- Citizenship: United States
- Education: Rio Americano High School University of California, Berkeley Washington University in St. Louis
- Occupation: Visual artist
- Known for: "Museum of Historical Makeovers"

= Kathy Aoki =

American artist

Kathy Aoki is an American feminist artist. She works in many different mediums, including printmaking, video and painting. Her work is in the permanent collections of the SFMoMA, the Fine Art Museums of San Francisco, the Harvard University Art Museums and in the collections of the city of Seattle.

==Biography==
Aoki grew up in Natick, Massachusetts, and attended Rio Americano High School, graduating in 1986.

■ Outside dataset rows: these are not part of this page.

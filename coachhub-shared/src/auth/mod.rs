/// Authentication and authorization
///
/// # Modules
///
/// - [`password`]: Argon2id hashing and the password policy
/// - [`jwt`]: access/refresh JWTs with token versioning
/// - [`tokens`]: opaque reset/refresh token digests
/// - [`middleware`]: Bearer token to [`middleware::AuthContext`]
/// - [`authorization`]: role and organization checks
///
/// # Example
///
/// ```no_run
/// use coachhub_shared::auth::password::{hash_password, verify_password};
/// use coachhub_shared::auth::tokens::generate_token;
///
/// # fn example() -> Result<(), Box<dyn std::error::Error>> {
/// let hash = hash_password("Coach!ng2024")?;
/// assert!(verify_password("Coach!ng2024", &hash)?);
///
/// let (reset_token, reset_hash) = generate_token();
/// # Ok(())
/// # }
/// ```

pub mod authorization;
pub mod jwt;
pub mod middleware;
pub mod password;
pub mod tokens;
pub async fn create_session(
    State(state): State<AppState>,
    Extension(auth): Extension<AuthContext>,
    Json(req): Json<CreateSessionRequest>,
) -> ApiResult<Created<Session>> {
    require_role(&auth, SCHEDULERS)?;
    let organization_id = require_organization(&auth)?;
    req.validate()?;

    if auth.role == UserRole::Coach && req.coach_id != auth.user_id {
        return Err(ApiError::Forbidden(
            "Coaches can only schedule their own sessions".to_string(),
        ));
    }

    member_with_role(&state, organization_id, req.coach_id, &[UserRole::Coach], "Coach").await?;
    member_with_role(
        &state,
        organization_id,
        req.entrepreneur_id,
        &[UserRole::Entrepreneur],
        "Entrepreneur",
    )
    .await?;
    member_with_role(&state, organization_id, req.manager_id, STAFF, "Manager").await?;

    let outcome = Session::schedule(
        &state.db,
        NewSession {
            organization_id,
            coach_id: req.coach_id,
            entrepreneur_id: req.entrepreneur_id,
            manager_id: req.manager_id,
            scheduled_at: req.scheduled_at,
            duration: req.duration,
            agenda_items: req.agenda_items,
            location: req.location,
            video_conference_url: req.video_conference_url,
        },
    )
    .await?;

    let session = match outcome {
        ScheduleOutcome::Created(session) => session,
        ScheduleOutcome::Conflict(existing) => {
            tracing::debug!(coach_id = %req.coach_id, conflicting = %existing.id, "Booking rejected");
            return Err(conflict(existing)?);
        }
        ScheduleOutcome::Billed(_) => {
            return Err(ApiError::InternalError("New session reported as billed".to_string()))
        }
    };

    tracing::info!(session_id = %session.id, coach_id = %session.coach_id, "Session scheduled");

    Activity::log(
        &state.db,
        NewActivity::new(
            ActivityType::SessionCreated,
            format!("Session scheduled for {}", session.scheduled_at.to_rfc3339()),
        )
        .organization(Some(organization_id))
        .actor(auth.user_id)
        .entity("session", session.id)
        .metadata(json!({
            "coachId": session.coach_id,
            "entrepreneurId": session.entrepreneur_id,
        })),
    )
    .await;

    Ok(ApiResponse::created(session))
}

She majored in French at University of California, Berkeley, receiving a bachelor's degree in 1990. Aoki received a MFA degree in printmaking from the St. Louis School of Fine Arts at Washington University in St. Louis in 1994.

She currently lives in Santa Clara, California and is an associate professor of studio art at Santa Clara University. She is married and has two daughters.

==Work==
Aoki's work explores "gender, beauty and culture consumerism." While she says that her work is feminist, she wants viewers to "feel comfortable" with her work "so that they want to stick around and get the message." Her work often contains pop-culture themes, such as incorporating elements from anime and manga or by referencing My Little Pony: Friendship is Magic (Battle of Kawaii). She has also parodied superheroes and public service messages in her work. In combination with her popular culture themes, Aoki has created the "role as 'curator' of the fictitious Museum of Historical Makeovers" for herself, which allows her to examine consumerism and beauty in a humorous way. Aoki also collaborated with composer Judith Shatin on the 2001 piece Grito del Corazón, inspired by Goya's Black Paintings.

The first time she created a "Museum of Historical Makeovers" in 2009, she created works that superficially resembled actual artifacts until they were examined more closely.
Works based on Ancient Egyptian art elevates pop-music stars like Gwen Stefani to roles as pharaohs, with fake hieroglyphs for words such as hip-hop and MP3.